### WHAT YOU HAVE TO DO
Word for word, copy out the records given below.

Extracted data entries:
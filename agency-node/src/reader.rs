//! CSV-backed bet source: one record per line, five comma-separated
//! fields in wire order.

use std::fs::File;
use std::io::{self, BufRead, BufReader, Lines};
use std::path::Path;

use lottery_network::protocol::Bet;
use lottery_network::sender::BetSource;

const FIELD_SEPARATOR: char = ',';
const FIELDS_PER_RECORD: usize = 5;

pub struct CsvBetReader<R> {
    lines: Lines<R>,
    batch_size: usize,
}

impl CsvBetReader<BufReader<File>> {
    pub fn open(path: &Path, batch_size: usize) -> io::Result<Self> {
        let file = File::open(path)?;
        Ok(Self::from_reader(BufReader::new(file), batch_size))
    }
}

impl<R: BufRead> CsvBetReader<R> {
    pub fn from_reader(reader: R, batch_size: usize) -> Self {
        Self {
            lines: reader.lines(),
            batch_size,
        }
    }
}

fn parse_line(line: &str) -> io::Result<Bet> {
    let mut fields = line.split(FIELD_SEPARATOR);
    let mut next = || {
        fields
            .next()
            .map(str::to_string)
            .ok_or_else(|| invalid_line(line))
    };
    let bet = Bet {
        first_name: next()?,
        surname: next()?,
        document: next()?,
        birthdate: next()?,
        number: next()?,
    };
    if fields.next().is_some() {
        return Err(invalid_line(line));
    }
    Ok(bet)
}

fn invalid_line(line: &str) -> io::Error {
    io::Error::new(
        io::ErrorKind::InvalidData,
        format!("expected {FIELDS_PER_RECORD} fields: {line:?}"),
    )
}

impl<R: BufRead> BetSource for CsvBetReader<R> {
    fn next_batch(&mut self) -> io::Result<Vec<Bet>> {
        let mut batch = Vec::with_capacity(self.batch_size);
        while batch.len() < self.batch_size {
            let Some(line) = self.lines.next() else {
                break;
            };
            batch.push(parse_line(&line?)?);
        }
        Ok(batch)
    }
}

#[cfg(test)]
mod tests {
    use super::*;
    use std::io::Cursor;

    const DATA: &str = "\
Juan,Perez,12345678,1990-05-15,7574
Maria,Gomez,23456789,1985-11-02,1234
Pedro,Lopez,34567890,1978-01-30,4321
";

    #[test]
    fn batches_are_bounded_and_ordered() {
        let mut reader = CsvBetReader::from_reader(Cursor::new(DATA), 2);

        let first = reader.next_batch().unwrap();
        assert_eq!(first.len(), 2);
        assert_eq!(first[0].first_name, "Juan");
        assert_eq!(first[1].first_name, "Maria");

        let second = reader.next_batch().unwrap();
        assert_eq!(second.len(), 1);
        assert_eq!(second[0].first_name, "Pedro");
        assert_eq!(second[0].number, "4321");

        assert!(reader.next_batch().unwrap().is_empty());
        assert!(reader.next_batch().unwrap().is_empty());
    }

    #[test]
    fn malformed_line_is_an_error() {
        let mut reader = CsvBetReader::from_reader(Cursor::new("Juan,Perez,12345678\n"), 10);
        let err = reader.next_batch().unwrap_err();
        assert_eq!(err.kind(), io::ErrorKind::InvalidData);
    }

    #[test]
    fn extra_fields_are_an_error() {
        let data = "Juan,Perez,12345678,1990-05-15,7574,extra\n";
        let mut reader = CsvBetReader::from_reader(Cursor::new(data), 10);
        assert!(reader.next_batch().is_err());
    }
}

### WRITTEN REPLY
filename agency-node/src/reader.rs
//! CSV-backed bet source: one record per line, five comma-separated
//! fields in wire order.

use std::fs::File;
use std::io::{self, BufRead, BufReader, Lines};
use std::path::Path;

use lottery_network::protocol::Bet;
use lottery_network::sender::BetSource;

const FIELD_SEPARATOR: char = ',';
const FIELDS_PER_RECORD: usize = 5;

pub struct CsvBetReader<R> {
    lines: Lines<R>,
    batch_size: usize,
}

impl CsvBetReader<BufReader<File>> {
    pub fn open(path: &Path, batch_size: usize) -> io::Result<Self> {
        let file = File::open(path)?;
        Ok(Self::from_reader(BufReader::new(file), batch_size))
    }
}

impl<R: BufRead> CsvBetReader<R> {
    pub fn from_reader(reader: R, batch_size: usize) -> Self {
        Self {
            lines: reader.lines(),
            batch_size,
        }
    }
}

fn parse_line(line: &str) -> io::Result<Bet> {
    let mut fields = line.split(FIELD_SEPARATOR);
    let mut next = || {
        fields
            .next()
            .map(str::to_string)
            .ok_or_else(|| invalid_line(line))
    };
    let bet = Bet {
        first_name: next()?,
        surname: next()?,
        document: next()?,
        birthdate: next()?,
        number: next()?,
    };
    if fields.next().is_some() {
        return Err(invalid_line(line));
    }
    Ok(bet)
}

fn invalid_line(line: &str) -> io::Error {
    io::Error::new(
        io::ErrorKind::InvalidData,
        format!("expected {FIELDS_PER_RECORD} fields: {line:?}"),
    )
}

impl<R: BufRead> BetSource for CsvBetReader<R> {
    fn next_batch(&mut self) -> io::Result<Vec<Bet>> {
        let mut batch = Vec::with_capacity(self.batch_size);
        while batch.len() < self.batch_size {
            let Some(line) = self.lines.next() else {
                break;
            };
            batch.push(parse_line(&line?)?);
        }
        Ok(batch)
    }
}

#[cfg(test)]
mod tests {
    use super::*;
    use std::io::Cursor;

    const DATA: &str = "\
Juan,Perez,12345678,1990-05-15,7574
Maria,Gomez,23456789,1985-11-02,1234
Pedro,Lopez,34567890,1978-01-30,4321
";

    #[test]
    fn batches_are_bounded_and_ordered() {
        let mut reader = CsvBetReader::from_reader(Cursor::new(DATA), 2);

        let first = reader.next_batch().unwrap();
        assert_eq!(first.len(), 2);
        assert_eq!(first[0].first_name, "Juan");
        assert_eq!(first[1].first_name, "Maria");

        let second = reader.next_batch().unwrap();
        assert_eq!(second.len(), 1);
        assert_eq!(second[0].first_name, "Pedro");
        assert_eq!(second[0].number, "4321");

        assert!(reader.next_batch().unwrap().is_empty());
        assert!(reader.next_batch().unwrap().is_empty());
    }

    #[test]
    fn malformed_line_is_an_error() {
        let mut reader = CsvBetReader::from_reader(Cursor::new("Juan,Perez,12345678\n"), 10);
        let err = reader.next_batch().unwrap_err();
        assert_eq!(err.kind(), io::ErrorKind::InvalidData);
    }

    #[test]
    fn extra_fields_are_an_error() {
        let data = "Juan,Perez,12345678,1990-05-15,7574,extra\n";
        let mut reader = CsvBetReader::from_reader(Cursor::new(data), 10);
        assert!(reader.next_batch().is_err());
    }
}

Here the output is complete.